= ACTIVITY =
Repeat every record below exactly as written.

#####

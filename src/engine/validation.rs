use regex_lite::Regex;
use std::sync::OnceLock;

use crate::models::{VariableDefinition, VariableType};
use crate::utils::{is_valid_ipv4, is_valid_ipv4_cidr};

use super::{EngineError, EngineResult};

fn fqdn_re() -> Option<&'static Regex> {
    static RE: OnceLock<Option<Regex>> = OnceLock::new();
    RE.get_or_init(|| {
        Regex::new(r"^([A-Za-z0-9]([A-Za-z0-9-]{0,61}[A-Za-z0-9])?)(\.[A-Za-z0-9]([A-Za-z0-9-]{0,61}[A-Za-z0-9])?)*\.?$").ok()
    })
    .as_ref()
}

fn interface_re() -> Option<&'static Regex> {
    static RE: OnceLock<Option<Regex>> = OnceLock::new();
    RE.get_or_init(|| Regex::new(r"^[A-Za-z][A-Za-z0-9_./:-]*$").ok())
        .as_ref()
}

fn variable_name_re() -> Option<&'static Regex> {
    static RE: OnceLock<Option<Regex>> = OnceLock::new();
    RE.get_or_init(|| Regex::new(r"^\$[A-Za-z0-9_.-]+$").ok())
        .as_ref()
}

fn is_match(re: Option<&Regex>, value: &str) -> bool {
    re.map(|re| re.is_match(value)).unwrap_or(false)
}

/// Check a value against the format a variable type implies.
pub fn matches_type(var_type: VariableType, value: &str) -> bool {
    let value = value.trim();
    match var_type {
        VariableType::IpNetmask => is_valid_ipv4_cidr(value),
        VariableType::IpRange => value
            .split_once('-')
            .map(|(start, end)| is_valid_ipv4(start.trim()) && is_valid_ipv4(end.trim()))
            .unwrap_or(false),
        VariableType::IpWildcard => value
            .split_once('/')
            .map(|(addr, mask)| is_valid_ipv4(addr) && is_valid_ipv4(mask))
            .unwrap_or(false),
        VariableType::Fqdn => value.len() <= 253 && is_match(fqdn_re(), value),
        VariableType::GroupId => !value.is_empty() && value.chars().all(|c| c.is_ascii_digit()),
        VariableType::Interface => is_match(interface_re(), value),
    }
}

/// `$` followed by at least one name character, no whitespace
pub fn is_valid_variable_name(name: &str) -> bool {
    is_match(variable_name_re(), name)
}

/// Validate a definition in isolation (name shape and default format).
/// Uniqueness is checked by the caller against the owning template.
pub fn validate_definition(def: &VariableDefinition) -> EngineResult<()> {
    if !is_valid_variable_name(&def.name) {
        return Err(EngineError::InvalidVariableName(def.name.clone()));
    }
    if let Some(default) = def.default_value() {
        if !matches_type(def.var_type, default) {
            return Err(EngineError::InvalidDefaultValue {
                name: def.name.clone(),
                var_type: def.var_type.to_string(),
                value: default.to_string(),
            });
        }
    }
    Ok(())
}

#####

= WRITTEN RESPONSE =
filename src/engine/validation.rs
use regex_lite::Regex;
use std::sync::OnceLock;

use crate::models::{VariableDefinition, VariableType};
use crate::utils::{is_valid_ipv4, is_valid_ipv4_cidr};

use super::{EngineError, EngineResult};

fn fqdn_re() -> Option<&'static Regex> {
    static RE: OnceLock<Option<Regex>> = OnceLock::new();
    RE.get_or_init(|| {
        Regex::new(r"^([A-Za-z0-9]([A-Za-z0-9-]{0,61}[A-Za-z0-9])?)(\.[A-Za-z0-9]([A-Za-z0-9-]{0,61}[A-Za-z0-9])?)*\.?$").ok()
    })
    .as_ref()
}

fn interface_re() -> Option<&'static Regex> {
    static RE: OnceLock<Option<Regex>> = OnceLock::new();
    RE.get_or_init(|| Regex::new(r"^[A-Za-z][A-Za-z0-9_./:-]*$").ok())
        .as_ref()
}

fn variable_name_re() -> Option<&'static Regex> {
    static RE: OnceLock<Option<Regex>> = OnceLock::new();
    RE.get_or_init(|| Regex::new(r"^\$[A-Za-z0-9_.-]+$").ok())
        .as_ref()
}

fn is_match(re: Option<&Regex>, value: &str) -> bool {
    re.map(|re| re.is_match(value)).unwrap_or(false)
}

/// Check a value against the format a variable type implies.
pub fn matches_type(var_type: VariableType, value: &str) -> bool {
    let value = value.trim();
    match var_type {
        VariableType::IpNetmask => is_valid_ipv4_cidr(value),
        VariableType::IpRange => value
            .split_once('-')
            .map(|(start, end)| is_valid_ipv4(start.trim()) && is_valid_ipv4(end.trim()))
            .unwrap_or(false),
        VariableType::IpWildcard => value
            .split_once('/')
            .map(|(addr, mask)| is_valid_ipv4(addr) && is_valid_ipv4(mask))
            .unwrap_or(false),
        VariableType::Fqdn => value.len() <= 253 && is_match(fqdn_re(), value),
        VariableType::GroupId => !value.is_empty() && value.chars().all(|c| c.is_ascii_digit()),
        VariableType::Interface => is_match(interface_re(), value),
    }
}

/// `$` followed by at least one name character, no whitespace
pub fn is_valid_variable_name(name: &str) -> bool {
    is_match(variable_name_re(), name)
}

/// Validate a definition in isolation (name shape and default format).
/// Uniqueness is checked by the caller against the owning template.
pub fn validate_definition(def: &VariableDefinition) -> EngineResult<()> {
    if !is_valid_variable_name(&def.name) {
        return Err(EngineError::InvalidVariableName(def.name.clone()));
    }
    if let Some(default) = def.default_value() {
        if !matches_type(def.var_type, default) {
            return Err(EngineError::InvalidDefaultValue {
                name: def.name.clone(),
                var_type: def.var_type.to_string(),
                value: default.to_string(),
            });
        }
    }
    Ok(())
}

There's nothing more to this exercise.